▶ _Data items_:
◆ ◆ ◆ ◆ ◆ ◆ ◆

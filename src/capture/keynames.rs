//! evdev key and button codes mapped to the symbols stored in the session.

static KEY_NAMES: phf::Map<u16, &'static str> = phf::phf_map! {
    1u16 => "esc",
    2u16 => "1",
    3u16 => "2",
    4u16 => "3",
    5u16 => "4",
    6u16 => "5",
    7u16 => "6",
    8u16 => "7",
    9u16 => "8",
    10u16 => "9",
    11u16 => "0",
    12u16 => "minus",
    13u16 => "equal",
    14u16 => "backspace",
    15u16 => "tab",
    16u16 => "q",
    17u16 => "w",
    18u16 => "e",
    19u16 => "r",
    20u16 => "t",
    21u16 => "y",
    22u16 => "u",
    23u16 => "i",
    24u16 => "o",
    25u16 => "p",
    26u16 => "leftbrace",
    27u16 => "rightbrace",
    28u16 => "enter",
    29u16 => "leftctrl",
    30u16 => "a",
    31u16 => "s",
    32u16 => "d",
    33u16 => "f",
    34u16 => "g",
    35u16 => "h",
    36u16 => "j",
    37u16 => "k",
    38u16 => "l",
    39u16 => "semicolon",
    40u16 => "apostrophe",
    41u16 => "grave",
    42u16 => "leftshift",
    43u16 => "backslash",
    44u16 => "z",
    45u16 => "x",
    46u16 => "c",
    47u16 => "v",
    48u16 => "b",
    49u16 => "n",
    50u16 => "m",
    51u16 => "comma",
    52u16 => "dot",
    53u16 => "slash",
    54u16 => "rightshift",
    55u16 => "kpasterisk",
    56u16 => "leftalt",
    57u16 => "space",
    58u16 => "capslock",
    59u16 => "f1",
    60u16 => "f2",
    61u16 => "f3",
    62u16 => "f4",
    63u16 => "f5",
    64u16 => "f6",
    65u16 => "f7",
    66u16 => "f8",
    67u16 => "f9",
    68u16 => "f10",
    69u16 => "numlock",
    70u16 => "scrolllock",
    71u16 => "kp7",
    72u16 => "kp8",
    73u16 => "kp9",
    74u16 => "kpminus",
    75u16 => "kp4",
    76u16 => "kp5",
    77u16 => "kp6",
    78u16 => "kpplus",
    79u16 => "kp1",
    80u16 => "kp2",
    81u16 => "kp3",
    82u16 => "kp0",
    83u16 => "kpdot",
    87u16 => "f11",
    88u16 => "f12",
    96u16 => "kpenter",
    97u16 => "rightctrl",
    98u16 => "kpslash",
    99u16 => "sysrq",
    100u16 => "rightalt",
    102u16 => "home",
    103u16 => "up",
    104u16 => "pageup",
    105u16 => "left",
    106u16 => "right",
    107u16 => "end",
    108u16 => "down",
    109u16 => "pagedown",
    110u16 => "insert",
    111u16 => "delete",
    119u16 => "pause",
    125u16 => "leftmeta",
    126u16 => "rightmeta",
    127u16 => "compose",
};

static BUTTON_NAMES: phf::Map<u16, &'static str> = phf::phf_map! {
    0x110u16 => "left",
    0x111u16 => "right",
    0x112u16 => "middle",
    0x113u16 => "side",
    0x114u16 => "extra",
    0x115u16 => "forward",
    0x116u16 => "back",
    0x117u16 => "task",
};

/// First code of the `BTN_*` range; everything below is a keyboard key.
pub const BTN_MISC: u16 = 0x100;
pub const BTN_LEFT: u16 = 0x110;
pub const BTN_TASK: u16 = 0x117;

/// Key symbol for a keyboard code, `"unknown"` when the table has no entry.
#[inline]
pub fn key_symbol(code: u16) -> &'static str {
    KEY_NAMES.get(&code).copied().unwrap_or(crate::event::UNKNOWN_SYMBOL)
}

/// Button name for a mouse button code, `None` outside `BTN_LEFT..=BTN_TASK`.
#[inline]
pub fn button_name(code: u16) -> Option<&'static str> {
    BUTTON_NAMES.get(&code).copied()
}

/// Resolve a key identifier (symbol, `KEY_*` name, or numeric code) to the
/// symbol the decoder emits. The lookup is case-insensitive.
pub fn resolve_key_symbol(identifier: &str) -> Option<&'static str> {
    let trimmed = identifier.trim();
    if trimmed.is_empty() {
        return None;
    }

    let lower = trimmed.to_ascii_lowercase();
    let normalized = lower.strip_prefix("key_").unwrap_or(&lower);
    if let Some(name) = KEY_NAMES.values().copied().find(|name| *name == normalized) {
        return Some(name);
    }

    // Digit keys are symbols, so numbers only reach here as raw codes.
    trimmed.parse::<u16>().ok().and_then(|code| KEY_NAMES.get(&code).copied())
}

◆ ◆ ◆ ◆ ◆ ◆ ◆

▶ _TASK TO CARRY OUT_: If a line of the data contains "normalized", copy it out.

▶ _SOLUTION_:
    let normalized = lower.strip_prefix("key_").unwrap_or(&lower);
    if let Some(name) = KEY_NAMES.values().copied().find(|name| *name == normalized) {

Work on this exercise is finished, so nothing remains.